- **Work instruction**
Scan the lines below; pull out those with "Some".

- **Raw data**
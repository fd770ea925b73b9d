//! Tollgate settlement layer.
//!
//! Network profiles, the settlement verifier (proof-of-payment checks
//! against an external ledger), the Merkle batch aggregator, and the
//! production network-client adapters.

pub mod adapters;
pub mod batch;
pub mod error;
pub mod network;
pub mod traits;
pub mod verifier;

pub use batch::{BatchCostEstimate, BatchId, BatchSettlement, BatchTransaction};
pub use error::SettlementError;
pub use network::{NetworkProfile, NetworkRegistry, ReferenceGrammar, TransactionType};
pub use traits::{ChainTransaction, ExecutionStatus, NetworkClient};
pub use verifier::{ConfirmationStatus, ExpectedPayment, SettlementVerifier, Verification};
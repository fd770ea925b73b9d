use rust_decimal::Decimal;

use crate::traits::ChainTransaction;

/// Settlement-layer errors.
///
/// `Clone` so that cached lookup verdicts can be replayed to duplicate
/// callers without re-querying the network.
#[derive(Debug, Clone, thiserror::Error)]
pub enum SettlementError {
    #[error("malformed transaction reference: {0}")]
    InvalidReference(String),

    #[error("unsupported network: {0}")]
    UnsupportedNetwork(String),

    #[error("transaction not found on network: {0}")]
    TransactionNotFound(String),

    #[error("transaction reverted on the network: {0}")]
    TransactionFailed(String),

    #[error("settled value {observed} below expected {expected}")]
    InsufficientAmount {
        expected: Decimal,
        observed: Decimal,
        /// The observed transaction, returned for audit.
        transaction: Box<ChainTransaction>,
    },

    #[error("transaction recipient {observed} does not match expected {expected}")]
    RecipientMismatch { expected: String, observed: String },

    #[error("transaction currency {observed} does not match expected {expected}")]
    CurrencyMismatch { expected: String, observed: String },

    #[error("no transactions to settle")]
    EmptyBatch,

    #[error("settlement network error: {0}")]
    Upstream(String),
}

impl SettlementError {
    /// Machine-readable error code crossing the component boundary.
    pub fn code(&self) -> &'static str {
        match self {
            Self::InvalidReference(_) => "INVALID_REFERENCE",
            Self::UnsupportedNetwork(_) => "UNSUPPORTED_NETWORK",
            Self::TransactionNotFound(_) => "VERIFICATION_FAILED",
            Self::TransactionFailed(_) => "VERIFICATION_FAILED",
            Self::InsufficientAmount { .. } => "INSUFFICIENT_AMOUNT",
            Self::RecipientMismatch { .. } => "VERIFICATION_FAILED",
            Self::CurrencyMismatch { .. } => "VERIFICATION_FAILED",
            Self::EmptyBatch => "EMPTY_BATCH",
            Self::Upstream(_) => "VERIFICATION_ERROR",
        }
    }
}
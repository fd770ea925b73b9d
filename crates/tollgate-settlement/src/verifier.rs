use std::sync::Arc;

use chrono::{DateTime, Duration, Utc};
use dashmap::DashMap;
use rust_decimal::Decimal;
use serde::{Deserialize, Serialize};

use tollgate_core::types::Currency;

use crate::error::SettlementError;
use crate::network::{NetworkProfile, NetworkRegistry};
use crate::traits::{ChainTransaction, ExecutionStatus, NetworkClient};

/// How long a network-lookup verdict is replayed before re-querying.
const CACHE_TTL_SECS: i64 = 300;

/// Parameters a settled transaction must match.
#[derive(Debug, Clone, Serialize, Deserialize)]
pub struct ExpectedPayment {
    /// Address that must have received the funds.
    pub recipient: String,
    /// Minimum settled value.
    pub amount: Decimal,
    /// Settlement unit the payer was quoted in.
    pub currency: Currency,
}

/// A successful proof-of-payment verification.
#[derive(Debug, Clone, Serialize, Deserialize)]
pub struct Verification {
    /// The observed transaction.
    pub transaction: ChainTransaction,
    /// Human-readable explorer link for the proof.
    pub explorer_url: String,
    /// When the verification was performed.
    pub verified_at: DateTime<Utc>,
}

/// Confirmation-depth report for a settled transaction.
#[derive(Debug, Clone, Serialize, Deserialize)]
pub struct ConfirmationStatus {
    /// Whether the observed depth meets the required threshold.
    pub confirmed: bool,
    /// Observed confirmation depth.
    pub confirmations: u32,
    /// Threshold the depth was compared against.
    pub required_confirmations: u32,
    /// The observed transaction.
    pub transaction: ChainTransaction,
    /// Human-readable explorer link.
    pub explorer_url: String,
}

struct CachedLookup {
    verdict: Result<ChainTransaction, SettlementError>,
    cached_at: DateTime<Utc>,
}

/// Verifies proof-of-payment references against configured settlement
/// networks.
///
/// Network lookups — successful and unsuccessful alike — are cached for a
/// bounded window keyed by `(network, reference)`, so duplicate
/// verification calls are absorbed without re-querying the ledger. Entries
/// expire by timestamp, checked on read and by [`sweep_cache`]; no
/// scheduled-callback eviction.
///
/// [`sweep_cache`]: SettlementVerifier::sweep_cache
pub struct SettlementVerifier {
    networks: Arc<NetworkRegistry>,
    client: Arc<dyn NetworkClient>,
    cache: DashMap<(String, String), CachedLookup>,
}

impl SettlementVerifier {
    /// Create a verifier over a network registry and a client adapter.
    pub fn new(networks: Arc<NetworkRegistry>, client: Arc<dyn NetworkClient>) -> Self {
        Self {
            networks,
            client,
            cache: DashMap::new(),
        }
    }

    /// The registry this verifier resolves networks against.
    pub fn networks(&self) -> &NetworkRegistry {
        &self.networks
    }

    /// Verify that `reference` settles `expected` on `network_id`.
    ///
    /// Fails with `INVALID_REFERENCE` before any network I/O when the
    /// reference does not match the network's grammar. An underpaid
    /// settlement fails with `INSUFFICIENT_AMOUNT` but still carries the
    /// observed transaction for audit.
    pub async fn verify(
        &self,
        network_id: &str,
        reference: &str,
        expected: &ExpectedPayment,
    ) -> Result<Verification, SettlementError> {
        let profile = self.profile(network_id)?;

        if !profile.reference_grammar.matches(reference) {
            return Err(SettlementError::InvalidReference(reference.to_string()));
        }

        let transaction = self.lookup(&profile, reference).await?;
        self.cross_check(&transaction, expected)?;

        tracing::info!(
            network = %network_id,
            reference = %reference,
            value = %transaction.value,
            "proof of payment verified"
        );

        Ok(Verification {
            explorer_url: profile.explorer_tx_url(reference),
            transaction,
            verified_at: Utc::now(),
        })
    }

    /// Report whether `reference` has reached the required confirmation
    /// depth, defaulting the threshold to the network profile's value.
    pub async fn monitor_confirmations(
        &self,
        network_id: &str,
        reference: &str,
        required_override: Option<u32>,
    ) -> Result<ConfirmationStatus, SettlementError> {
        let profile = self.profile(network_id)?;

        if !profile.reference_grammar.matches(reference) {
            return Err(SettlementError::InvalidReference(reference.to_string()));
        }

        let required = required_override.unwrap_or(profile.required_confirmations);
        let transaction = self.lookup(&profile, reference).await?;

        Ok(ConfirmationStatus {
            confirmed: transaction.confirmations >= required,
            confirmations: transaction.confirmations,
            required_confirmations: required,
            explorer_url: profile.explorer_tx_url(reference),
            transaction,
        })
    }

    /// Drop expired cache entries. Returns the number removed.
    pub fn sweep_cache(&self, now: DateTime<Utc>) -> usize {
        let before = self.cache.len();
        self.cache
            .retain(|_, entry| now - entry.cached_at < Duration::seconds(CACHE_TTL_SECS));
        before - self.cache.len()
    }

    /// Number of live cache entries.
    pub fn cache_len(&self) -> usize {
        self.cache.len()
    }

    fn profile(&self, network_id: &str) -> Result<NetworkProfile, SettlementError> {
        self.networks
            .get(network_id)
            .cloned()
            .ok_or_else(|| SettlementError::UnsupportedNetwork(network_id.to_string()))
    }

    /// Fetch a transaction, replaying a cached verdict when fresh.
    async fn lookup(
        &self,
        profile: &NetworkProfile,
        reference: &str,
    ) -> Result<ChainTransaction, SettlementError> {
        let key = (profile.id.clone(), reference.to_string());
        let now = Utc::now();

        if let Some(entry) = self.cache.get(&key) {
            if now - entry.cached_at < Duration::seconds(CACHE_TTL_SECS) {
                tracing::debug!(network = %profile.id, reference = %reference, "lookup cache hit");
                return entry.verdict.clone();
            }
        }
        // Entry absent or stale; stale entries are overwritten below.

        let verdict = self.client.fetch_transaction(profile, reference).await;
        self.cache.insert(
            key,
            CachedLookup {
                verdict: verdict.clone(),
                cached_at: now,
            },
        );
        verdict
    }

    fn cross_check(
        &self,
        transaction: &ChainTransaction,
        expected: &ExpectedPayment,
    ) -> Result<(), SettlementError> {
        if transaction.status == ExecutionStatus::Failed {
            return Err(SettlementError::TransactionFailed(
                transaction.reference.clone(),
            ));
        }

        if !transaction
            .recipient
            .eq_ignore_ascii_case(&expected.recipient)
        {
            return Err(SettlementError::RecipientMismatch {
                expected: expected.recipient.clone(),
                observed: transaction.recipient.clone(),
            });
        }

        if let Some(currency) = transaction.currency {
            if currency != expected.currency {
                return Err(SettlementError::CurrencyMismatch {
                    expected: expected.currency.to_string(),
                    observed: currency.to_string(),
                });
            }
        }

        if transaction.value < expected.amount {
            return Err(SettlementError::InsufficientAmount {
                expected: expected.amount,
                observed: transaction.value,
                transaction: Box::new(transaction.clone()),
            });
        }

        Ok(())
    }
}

- **Solution to this task**
        if let Some(entry) = self.cache.get(&key) {
        if let Some(currency) = transaction.currency {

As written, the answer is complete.